Millennials in the workspace tend to want more context. This means being open to questions as a leader. Why are we doing this? What does it mean? They'll only truly work hard for a mission they believe in, but they push back on top-down directives with no explanation behind them.
Gen Z employees grew up in a world with instant information and constant feedback. They want to know where they stand, and they want it regularly. A quarterly review feels like a lifetime to wait for feedback to someone used to real-time everything.
Flexibility Is Not Favoritism.
New leaders worry that treating people differently is unfair. It is not. Treating everyone the same when everyone is different is actually the unfair part.
Situational Leadership, developed by Paul Hersey and Ken Blanchard, has been a cornerstone of frontline leadership training for decades.
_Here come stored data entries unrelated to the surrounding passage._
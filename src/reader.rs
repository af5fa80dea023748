use crate::collections::Map;
use crate::intern::{Keyword, Symbol};
use crate::lexer::{LexerError, Token, TokenKind, tokenize};
use crate::source::{Origin, Span};
use crate::value::{Pair, Value};
use std::iter::Peekable;
use std::rc::Rc;
use std::vec::IntoIter;
use thiserror::Error;

#[derive(Debug, Clone, PartialEq, Error)]
pub enum SyntaxError {
    #[error("Unexpected token '{found}', expected {expected}")]
    UnexpectedToken {
        found: TokenKind,
        span: Span,
        expected: String,
    },
    #[error("Unexpected end of input, expected {0}")]
    UnexpectedEof(String),
    #[error(transparent)]
    Lexer(#[from] LexerError),
    #[error("Invalid syntax for dotted pair")]
    InvalidDotSyntax(Span),
    #[error("Map literal has an odd number of elements")]
    UnevenMapLiteral(Span),
}

impl SyntaxError {
    /// The span to point a diagnostic at, if one is known.
    pub fn span(&self) -> Option<Span> {
        match self {
            SyntaxError::UnexpectedToken { span, .. } => Some(*span),
            SyntaxError::UnexpectedEof(_) => None,
            SyntaxError::Lexer(err) => Some(err.span),
            SyntaxError::InvalidDotSyntax(span) => Some(*span),
            SyntaxError::UnevenMapLiteral(span) => Some(*span),
        }
    }
}

type ReadResult<T> = Result<T, SyntaxError>;

/// Turns a token stream into `Value` trees. Each list cell is stamped with
/// an `Origin` naming the source and covering the cell's span, which is what
/// evaluation diagnostics point back at.
pub struct Reader {
    tokens: Peekable<IntoIter<Token>>,
    source: Rc<str>,
}

impl Reader {
    pub fn new(source_name: &str, input: &str) -> ReadResult<Reader> {
        let tokens = tokenize(input)?;
        Ok(Reader {
            tokens: tokens.into_iter().peekable(),
            source: Rc::from(source_name),
        })
    }

    fn origin(&self, span: Span) -> Origin {
        Origin::new(span, Rc::clone(&self.source))
    }

    fn next_token(&mut self) -> Option<Token> {
        self.tokens.next()
    }

    /// Reads the next top-level form, or `None` at end of input.
    pub fn read(&mut self) -> ReadResult<Option<Value>> {
        match self.next_token() {
            Some(token) => self.read_form(token).map(Some),
            None => Ok(None),
        }
    }

    /// Reads every remaining top-level form.
    pub fn read_all(&mut self) -> ReadResult<Vec<Value>> {
        let mut forms = Vec::new();
        while let Some(form) = self.read()? {
            forms.push(form);
        }
        Ok(forms)
    }

    fn read_form(&mut self, token: Token) -> ReadResult<Value> {
        let span = token.span;
        match token.kind {
            TokenKind::LParen => self.read_list(span),
            TokenKind::LBracket => self.read_vector(span),
            TokenKind::LBrace => self.read_map(span),
            TokenKind::Quote => self.read_quoted("quote", span),
            TokenKind::QuasiQuote => self.read_quoted("quasiquote", span),
            TokenKind::Unquote => self.read_quoted("unquote", span),
            TokenKind::UnquoteSplicing => self.read_quoted("unquote-splicing", span),
            TokenKind::Bool(b) => Ok(Value::Bool(b)),
            TokenKind::Int(n) => Ok(Value::Int(n)),
            TokenKind::Float(n) => Ok(Value::Float(n)),
            TokenKind::Char(c) => Ok(Value::Char(c)),
            TokenKind::Str(s) => Ok(Value::str(&s)),
            TokenKind::Keyword(text) => Ok(Value::Keyword(Keyword::parse(&text))),
            TokenKind::Symbol(text) => Ok(Value::Symbol(Symbol::parse(&text))),
            TokenKind::Dot => Err(SyntaxError::InvalidDotSyntax(span)),
            found @ (TokenKind::RParen | TokenKind::RBracket | TokenKind::RBrace) => {
                Err(SyntaxError::UnexpectedToken {
                    found,
                    span,
                    expected: "a form".to_string(),
                })
            }
        }
    }

    fn read_list(&mut self, open: Span) -> ReadResult<Value> {
        match self.next_token() {
            Some(Token {
                kind: TokenKind::RParen,
                ..
            }) => Ok(Value::Nil),
            Some(token) => {
                let car = self.read_form(token)?;
                self.read_list_tail(open.start, car)
            }
            None => Err(SyntaxError::UnexpectedEof("')'".to_string())),
        }
    }

    fn read_list_tail(&mut self, start: usize, car: Value) -> ReadResult<Value> {
        match self.next_token() {
            Some(Token {
                kind: TokenKind::Dot,
                span: dot_span,
            }) => {
                let cdr = match self.next_token() {
                    Some(token) => self.read_form(token)?,
                    None => return Err(SyntaxError::UnexpectedEof("a form after '.'".to_string())),
                };
                match self.next_token() {
                    Some(Token {
                        kind: TokenKind::RParen,
                        span: close,
                    }) => Ok(Value::Pair(Pair::new(
                        car,
                        cdr,
                        self.origin(Span::new(start, close.end)),
                    ))),
                    Some(found) => Err(SyntaxError::UnexpectedToken {
                        found: found.kind,
                        span: found.span,
                        expected: "')' after dotted pair".to_string(),
                    }),
                    None => Err(SyntaxError::InvalidDotSyntax(dot_span)),
                }
            }
            Some(Token {
                kind: TokenKind::RParen,
                span: close,
            }) => Ok(Value::Pair(Pair::new(
                car,
                Value::Nil,
                self.origin(Span::new(start, close.end)),
            ))),
            Some(token) => {
                let next_start = token.span.start;
                let next_car = self.read_form(token)?;
                let cdr = self.read_list_tail(next_start, next_car)?;
                let end = match &cdr {
                    Value::Pair(pair) => pair.origin.span.end,
                    _ => next_start,
                };
                Ok(Value::Pair(Pair::new(
                    car,
                    cdr,
                    self.origin(Span::new(start, end)),
                )))
            }
            None => Err(SyntaxError::UnexpectedEof("')'".to_string())),
        }
    }

    fn read_delimited(&mut self, closing: TokenKind) -> ReadResult<Vec<Value>> {
        let mut items = Vec::new();
        loop {
            match self.next_token() {
                Some(token) if token.kind == closing => return Ok(items),
                Some(token) => items.push(self.read_form(token)?),
                None => return Err(SyntaxError::UnexpectedEof(format!("'{}'", closing))),
            }
        }
    }

    fn read_vector(&mut self, _open: Span) -> ReadResult<Value> {
        let items = self.read_delimited(TokenKind::RBracket)?;
        Ok(Value::Vector(items.into_iter().collect()))
    }

    fn read_map(&mut self, open: Span) -> ReadResult<Value> {
        let items = self.read_delimited(TokenKind::RBrace)?;
        if items.len() % 2 != 0 {
            return Err(SyntaxError::UnevenMapLiteral(open));
        }
        let mut map = Map::builder();
        let mut items = items.into_iter();
        while let (Some(k), Some(v)) = (items.next(), items.next()) {
            map.insert(k, v);
        }
        Ok(Value::Map(map.frozen()))
    }

    /// `'x` and friends expand to their two-element list form.
    fn read_quoted(&mut self, name: &str, quote_span: Span) -> ReadResult<Value> {
        let form = match self.next_token() {
            Some(token) => self.read_form(token)?,
            None => {
                return Err(SyntaxError::UnexpectedEof(format!(
                    "a form after '{}'",
                    name
                )));
            }
        };
        let span = match form.origin() {
            Some(origin) => quote_span.merge(origin.span),
            None => quote_span,
        };
        Ok(Value::list_from(
            vec![Value::Symbol(Symbol::new(name)), form],
            &self.origin(span),
        ))
    }
}

/// Read a single form from text, requiring the input to hold exactly one.
pub fn read_str(source_name: &str, input: &str) -> ReadResult<Value> {
    let mut reader = Reader::new(source_name, input)?;
    let form = reader
        .read()?
        .ok_or_else(|| SyntaxError::UnexpectedEof("a form".to_string()))?;
    if let Some(found) = reader.next_token() {
        return Err(SyntaxError::UnexpectedToken {
            found: found.kind,
            span: found.span,
            expected: "end of input".to_string(),
        });
    }
    Ok(form)
}
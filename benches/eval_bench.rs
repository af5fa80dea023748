use criterion::{Criterion, black_box, criterion_group, criterion_main};
use spyglass::{Interpreter, read_str};

const FIB: &str = "
(def (fib n)
  (cond ((< n 2) n)
        (else (+ (fib (- n 1)) (fib (- n 2))))))
(fib 15)
";

const VECTOR_FILL: &str = "
(def (fill v n)
  (cond ((= n 0) v)
        (else (fill (vec-push v n) (- n 1)))))
(len (fill [] 256))
";

const MAP_FILL: &str = "
(def (fill m n)
  (cond ((= n 0) m)
        (else (fill (assoc m n n) (- n 1)))))
(len (fill {} 64))
";

fn bench_read(c: &mut Criterion) {
    c.bench_function("read nested form", |b| {
        b.iter(|| read_str("bench", black_box("(a [1 2.5 :k] {:x \"s\"} `(b ~c))")))
    });
}

fn bench_fib(c: &mut Criterion) {
    c.bench_function("eval fib 15", |b| {
        b.iter(|| {
            let mut interp = Interpreter::new();
            interp.eval_str("bench", black_box(FIB))
        })
    });
}

fn bench_vector_fill(c: &mut Criterion) {
    c.bench_function("vector fill 256", |b| {
        b.iter(|| {
            let mut interp = Interpreter::new();
            interp.eval_str("bench", black_box(VECTOR_FILL))
        })
    });
}

fn bench_map_fill(c: &mut Criterion) {
    c.bench_function("map fill 64", |b| {
        b.iter(|| {
            let mut interp = Interpreter::new();
            interp.eval_str("bench", black_box(MAP_FILL))
        })
    });
}

criterion_group!(benches, bench_read, bench_fib, bench_vector_fill, bench_map_fill);
criterion_main!(benches);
The core idea is simple: your leadership style should match where the person actually is, not where you wish they were or where someone else on your team is.
A 25-year veteran who runs circles around everyone does not need the same level of direction as a new hire still figuring out the basics. Giving the veteran a script is insulting. Leaving the new hire to figure it out on their own is negligent.
Your job is to read the room individually.
Draw from Strengths. Don't Just Manage Gaps.
Every generation brings something real. Experienced team members carry institutional knowledge that cannot be googled. They know why the process works the way it does, who to call when things go sideways, and how to stay calm when the building is on fire.
Younger team members bring great energy, fresh perspective with objectivity, and a comfort with technology that can genuinely help move things forward at an accelerated pace. They ask questions that may feel inconvenient but will illuminate and often expose outdated assumptions that need challenging.
The leader who connects those two things deliberately, who creates space for experienced people to mentor and newer people to challenge, builds a team that compounds over time.
Marcus Buckingham's research on strengths-based management is worth your attention here. His data shows that people who use their strengths every day are significantly more engaged, more productive, and less likely to leave. You can't get there if you're forcing everyone into the same mold.
Try This Week
Pick 2 people on your team at different career stages. Have a 10-minute conversation with each one, not about performance, but about what motivates them at work, what frustrates them, and how they prefer to receive feedback. Write down what you hear and look for the differences. Then ask yourself honestly, if you are leading both of them in a way that actually works for who they are?
Reflection
Who on your team are you probably leading based on what works for you, not for them?
Where are you relying on assumptions about a generation instead of actually knowing the person?
What would change if you led from each person's strengths instead of managing to a standard?
Lace up your Boots and Go Lead
You've Got This.
Suggested Reading
Hersey, Paul, and Ken Blanchard. Management of Organizational Behavior. Prentice Hall, 1969. The foundational text on Situational Leadership. One of the most directly applicable frameworks for frontline leaders managing teams with different skill levels and experience.
Buckingham, Marcus, and Donald O. Clifton. Now, Discover Your Strengths. Free Press, 2001. The research behind strengths-based management and why leading to gaps is the wrong instinct. Read this if you believe your job is to fix what's broken in people.
Strauss, William, and Neil Howe. Generations: The History of America's Future. William Morrow, 1991. The original generational framework. Dense but foundational for understanding why each cohort sees work, authority, and loyalty the way they do.
Zemke, Ron, Claire Raines, and Bob Filipczak. Generations at Work. AMACOM, 2013. A practical, workplace-focused guide to what each generation actually wants and how managers can close the gap. Less theory, more application.